▸ **EXERCISE PROMPT**
Please give back word for word the lines of the material below between the line containing "use tokio::sync::Semaphore;" and the line containing "Directions endpoint (defaults to production)", inclusive.
(TASK DATA begins)
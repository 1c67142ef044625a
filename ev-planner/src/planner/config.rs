//! Configuration for route station search.

/// Parameters bounding how many provider queries a search makes.
#[derive(Debug, Clone)]
pub struct PlannerConfig {
    /// Waypoints are sampled every `len / sample_divisor` points.
    pub sample_divisor: usize,

    /// Maximum sample points queried per route.
    /// Each sample point costs one query per station source.
    pub max_sample_points: usize,

    /// How many sample points may be in flight at once.
    /// Results are merged in sample order regardless; 1 is strictly sequential.
    pub max_concurrent_queries: usize,
}

impl PlannerConfig {
    /// Create a new configuration with the given parameters.
    pub fn new(
        sample_divisor: usize,
        max_sample_points: usize,
        max_concurrent_queries: usize,
    ) -> Self {
        Self {
            sample_divisor,
            max_sample_points,
            max_concurrent_queries,
        }
    }

    /// Set the query concurrency.
    pub fn with_concurrency(mut self, n: usize) -> Self {
        self.max_concurrent_queries = n;
        self
    }
}

impl Default for PlannerConfig {
    fn default() -> Self {
        Self {
            sample_divisor: 10,
            max_sample_points: 20,
            max_concurrent_queries: 4,
        }
    }
}

#[cfg(test)]
mod tests {
    use super::*;

    #[test]
    fn default_config() {
        let config = PlannerConfig::default();

        assert_eq!(config.sample_divisor, 10);
        assert_eq!(config.max_sample_points, 20);
        assert_eq!(config.max_concurrent_queries, 4);
    }

    #[test]
    fn custom_config() {
        let config = PlannerConfig::new(5, 8, 2).with_concurrency(1);

        assert_eq!(config.sample_divisor, 5);
        assert_eq!(config.max_sample_points, 8);
        assert_eq!(config.max_concurrent_queries, 1);
    }
}
//! Google Maps HTTP client.
//!
//! Provides async methods for the Directions API and Places Nearby Search.
//! Handles authentication, request timeouts and concurrency limiting.

use std::future::Future;
use std::sync::Arc;

use serde::de::DeserializeOwned;
use tokio::sync::Semaphore;
use tracing::debug;

use crate::domain::Coordinate;

use super::error::GoogleError;
use super::types::{
    DirectionsResponse, NearbySearchResponse, PlaceResult, STATUS_OK, STATUS_ZERO_RESULTS,
};

/// Default URL for the Directions API.
const DEFAULT_DIRECTIONS_URL: &str = "https://maps.googleapis.com/maps/api/directions/json";

/// Default URL for Places Nearby Search.
const DEFAULT_PLACES_URL: &str = "https://maps.googleapis.com/maps/api/place/nearbysearch/json";

/// Default maximum concurrent requests.
const DEFAULT_MAX_CONCURRENT: usize = 5;

/// Configuration for the Google Maps client.
#[derive(Debug, Clone)]
pub struct GoogleConfig {
    /// API key, sent as the `key` query parameter
    pub api_key: String,
    /// Directions endpoint (defaults to production)
    pub directions_url: String,
    /// Nearby search endpoint (defaults to production)
    pub places_url: String,
    /// Maximum concurrent requests
    pub max_concurrent: usize,
    /// Request timeout in seconds
    pub timeout_secs: u64,
}

impl GoogleConfig {
    /// Create a new config with the given API key.
    pub fn new(api_key: impl Into<String>) -> Self {
        Self {
            api_key: api_key.into(),
            directions_url: DEFAULT_DIRECTIONS_URL.to_string(),
            places_url: DEFAULT_PLACES_URL.to_string(),
            max_concurrent: DEFAULT_MAX_CONCURRENT,
            timeout_secs: 30,
        }
    }

    /// Point both endpoints at a different host (for testing).
    ///
    /// Paths are appended as `/directions/json` and `/place/nearbysearch/json`.
    pub fn with_base_url(mut self, url: impl Into<String>) -> Self {
        let base = url.into();
        let base = base.trim_end_matches('/');
        self.directions_url = format!("{base}/directions/json");
        self.places_url = format!("{base}/place/nearbysearch/json");
        self
    }

    /// Set maximum concurrent requests.
    pub fn with_max_concurrent(mut self, n: usize) -> Self {
        self.max_concurrent = n;
        self
    }

    /// Set request timeout.
    pub fn with_timeout(mut self, secs: u64) -> Self {
        self.timeout_secs = secs;
        self
    }
}

/// Parameters for a nearby search.
#[derive(Debug, Clone, PartialEq)]
pub struct NearbyQuery {
    pub location: Coordinate,
    pub radius_meters: u32,
    pub keyword: Option<String>,
    pub place_type: Option<String>,
}

impl NearbyQuery {
    /// Search within `radius_meters` of `location` with no filters.
    pub fn new(location: Coordinate, radius_meters: u32) -> Self {
        Self {
            location,
            radius_meters,
            keyword: None,
            place_type: None,
        }
    }

    /// Restrict to places matching a free-text keyword.
    pub fn with_keyword(mut self, keyword: impl Into<String>) -> Self {
        self.keyword = Some(keyword.into());
        self
    }

    /// Restrict to a place type (or `|`-separated list of types).
    pub fn with_type(mut self, place_type: impl Into<String>) -> Self {
        self.place_type = Some(place_type.into());
        self
    }
}

/// Source of driving directions.
///
/// This abstraction allows the planner to be tested with mock data.
pub trait DirectionsProvider: Send + Sync {
    /// Request driving directions, including alternative routes.
    ///
    /// Returns the raw response; callers decide how to treat its status.
    fn directions(
        &self,
        origin: &str,
        destination: &str,
    ) -> impl Future<Output = Result<DirectionsResponse, GoogleError>> + Send;
}

/// Source of nearby places.
pub trait PlacesProvider: Send + Sync {
    /// Search for places around a location.
    ///
    /// A `ZERO_RESULTS` status is an empty success; any other non-OK status
    /// is an error.
    fn nearby_search(
        &self,
        query: &NearbyQuery,
    ) -> impl Future<Output = Result<Vec<PlaceResult>, GoogleError>> + Send;
}

/// Google Maps API client.
///
/// Uses a semaphore to limit concurrent requests and avoid rate limiting.
#[derive(Debug, Clone)]
pub struct GoogleClient {
    http: reqwest::Client,
    api_key: String,
    directions_url: String,
    places_url: String,
    semaphore: Arc<Semaphore>,
}

impl GoogleClient {
    /// Create a new Google Maps client with the given configuration.
    pub fn new(config: GoogleConfig) -> Result<Self, GoogleError> {
        let http = reqwest::Client::builder()
            .timeout(std::time::Duration::from_secs(config.timeout_secs))
            .build()?;

        Ok(Self {
            http,
            api_key: config.api_key,
            directions_url: config.directions_url,
            places_url: config.places_url,
            semaphore: Arc::new(Semaphore::new(config.max_concurrent.max(1))),
        })
    }

    /// Issue a GET with the API key appended and decode the JSON body.
    async fn get_json<T: DeserializeOwned>(
        &self,
        url: &str,
        params: &[(&str, String)],
    ) -> Result<T, GoogleError> {
        let _permit = self
            .semaphore
            .acquire()
            .await
            .map_err(|_| GoogleError::Api {
                status: 0,
                message: "Semaphore closed".to_string(),
            })?;

        let response = self
            .http
            .get(url)
            .query(params)
            .query(&[("key", self.api_key.as_str())])
            .send()
            .await?;

        let status = response.status();

        if status == reqwest::StatusCode::UNAUTHORIZED || status == reqwest::StatusCode::FORBIDDEN {
            return Err(GoogleError::Unauthorized);
        }

        if status == reqwest::StatusCode::TOO_MANY_REQUESTS {
            return Err(GoogleError::RateLimited);
        }

        if !status.is_success() {
            let body = response.text().await.unwrap_or_default();
            return Err(GoogleError::Api {
                status: status.as_u16(),
                message: body,
            });
        }

        let body = response.text().await?;

        serde_json::from_str(&body).map_err(|e| GoogleError::Json {
            message: e.to_string(),
            body: Some(body.chars().take(500).collect()),
        })
    }
}

impl DirectionsProvider for GoogleClient {
    async fn directions(
        &self,
        origin: &str,
        destination: &str,
    ) -> Result<DirectionsResponse, GoogleError> {
        debug!(origin, destination, "requesting directions");

        let params = [
            ("origin", origin.to_string()),
            ("destination", destination.to_string()),
            ("alternatives", "true".to_string()),
        ];
        self.get_json(&self.directions_url, &params).await
    }
}

impl PlacesProvider for GoogleClient {
    async fn nearby_search(&self, query: &NearbyQuery) -> Result<Vec<PlaceResult>, GoogleError> {
        let response: NearbySearchResponse =
            self.get_json(&self.places_url, &nearby_params(query)).await?;
        into_results(response)
    }
}

/// Query parameters for a nearby search, excluding the key.
fn nearby_params(query: &NearbyQuery) -> Vec<(&'static str, String)> {
    let mut params = vec![
        ("location", query.location.to_query_param()),
        ("radius", query.radius_meters.to_string()),
    ];
    if let Some(keyword) = &query.keyword {
        params.push(("keyword", keyword.clone()));
    }
    if let Some(place_type) = &query.place_type {
        params.push(("type", place_type.clone()));
    }
    params
}

/// Interpret a nearby search body status.
fn into_results(response: NearbySearchResponse) -> Result<Vec<PlaceResult>, GoogleError> {
    match response.status.as_str() {
        STATUS_OK => Ok(response.results),
        STATUS_ZERO_RESULTS => Ok(Vec::new()),
        _ => Err(GoogleError::Status {
            status: response.status,
            message: response.error_message,
        }),
    }
}
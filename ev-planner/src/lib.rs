//! EV trip planner server.
//!
//! A web application that answers: "how do I get there in my electric car,
//! and where can I charge on the way?"

pub mod config;
pub mod domain;
pub mod google;
pub mod ocm;
pub mod planner;
pub mod session;
pub mod sources;
pub mod web;

#[cfg(test)]
mod mock;
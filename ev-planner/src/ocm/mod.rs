//! Open Charge Map registry client.
//!
//! Open Charge Map is a community-maintained registry of charging sites.
//! Unlike a general places search, every result is a charging site, but
//! entries may lack connector or location data.

mod client;
mod error;
mod types;

pub use client::{OcmClient, OcmConfig, PoiQuery, RegistryProvider};
pub use error::OcmError;
pub use types::{AddressInfo, ConnectionDto, ConnectionType, PoiDto, StatusType};
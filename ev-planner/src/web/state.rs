//! Application state for the web layer.

use std::sync::Arc;

use crate::planner::TripPlanner;
use crate::session::SessionStore;

/// Shared application state.
///
/// Generic over the providers so handlers can be tested against mocks.
pub struct AppState<D, P, R> {
    /// Trip planner over the configured providers
    pub planner: Arc<TripPlanner<D, P, R>>,

    /// Routes from each session's last search
    pub sessions: Arc<dyn SessionStore>,
}

impl<D, P, R> AppState<D, P, R> {
    /// Create a new app state.
    pub fn new(planner: TripPlanner<D, P, R>, sessions: impl SessionStore + 'static) -> Self {
        Self {
            planner: Arc::new(planner),
            sessions: Arc::new(sessions),
        }
    }
}

impl<D, P, R> Clone for AppState<D, P, R> {
    fn clone(&self) -> Self {
        Self {
            planner: Arc::clone(&self.planner),
            sessions: Arc::clone(&self.sessions),
        }
    }
}
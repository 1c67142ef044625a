//! Charging station sources.
//!
//! Each provider returns stations in its own schema and with its own notion
//! of relevance. A [`StationSource`] hides both: it queries one provider
//! around a point, drops irrelevant results, and maps the rest into the
//! common [`Station`] record.
//!
//! A failed query never aborts a route search. It is reported as
//! [`QueryOutcome::Failed`] and contributes no stations.

mod places;
mod registry;

use std::fmt;
use std::future::Future;

use crate::domain::{Coordinate, Station};

pub use places::{GooglePlacesSource, is_charging_place, place_to_station};
pub use registry::{OcmSource, poi_to_station};

/// Search radius around each sample point, in kilometers.
pub const SEARCH_RADIUS_KM: u32 = 5;

/// Result of one provider query.
#[derive(Debug, Clone, PartialEq)]
pub enum QueryOutcome<T> {
    /// The provider answered; the list may be empty.
    Found(Vec<T>),
    /// The provider could not be reached or returned garbage.
    Failed { reason: String },
}

impl<T> QueryOutcome<T> {
    /// Wrap a provider result, keeping only the error's message.
    pub fn from_result<E: fmt::Display>(result: Result<Vec<T>, E>) -> Self {
        match result {
            Ok(items) => QueryOutcome::Found(items),
            Err(e) => QueryOutcome::Failed {
                reason: e.to_string(),
            },
        }
    }

    /// The found items, or nothing if the query failed.
    pub fn into_items(self) -> Vec<T> {
        match self {
            QueryOutcome::Found(items) => items,
            QueryOutcome::Failed { .. } => Vec::new(),
        }
    }

    pub fn is_failed(&self) -> bool {
        matches!(self, QueryOutcome::Failed { .. })
    }
}

/// A provider of charging stations near a point.
pub trait StationSource: Send + Sync {
    /// Short name for logs.
    fn name(&self) -> &'static str;

    /// Relevant stations within the source's search radius of `point`,
    /// in provider order.
    fn stations_near(
        &self,
        point: Coordinate,
    ) -> impl Future<Output = QueryOutcome<Station>> + Send;
}

#[cfg(test)]
mod tests {
    use super::*;

    #[test]
    fn failed_outcome_yields_nothing() {
        let outcome: QueryOutcome<u32> = QueryOutcome::from_result(Err("timed out"));
        assert!(outcome.is_failed());
        assert_eq!(
            outcome,
            QueryOutcome::Failed {
                reason: "timed out".into()
            }
        );
        assert!(outcome.into_items().is_empty());
    }

    #[test]
    fn found_outcome_keeps_order() {
        let outcome: QueryOutcome<u32> = QueryOutcome::from_result::<String>(Ok(vec![3, 1, 2]));
        assert!(!outcome.is_failed());
        assert_eq!(outcome.into_items(), vec![3, 1, 2]);
    }
}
(TASK DATA ends)
▸ **EXERCISE SOLUTION**
use tokio::sync::Semaphore;
use tracing::debug;

use crate::domain::Coordinate;

use super::error::GoogleError;
use super::types::{
    DirectionsResponse, NearbySearchResponse, PlaceResult, STATUS_OK, STATUS_ZERO_RESULTS,
};

/// Default URL for the Directions API.
const DEFAULT_DIRECTIONS_URL: &str = "https://maps.googleapis.com/maps/api/directions/json";

/// Default URL for Places Nearby Search.
const DEFAULT_PLACES_URL: &str = "https://maps.googleapis.com/maps/api/place/nearbysearch/json";

/// Default maximum concurrent requests.
const DEFAULT_MAX_CONCURRENT: usize = 5;

/// Configuration for the Google Maps client.
#[derive(Debug, Clone)]
pub struct GoogleConfig {
    /// API key, sent as the `key` query parameter
    pub api_key: String,
    /// Directions endpoint (defaults to production)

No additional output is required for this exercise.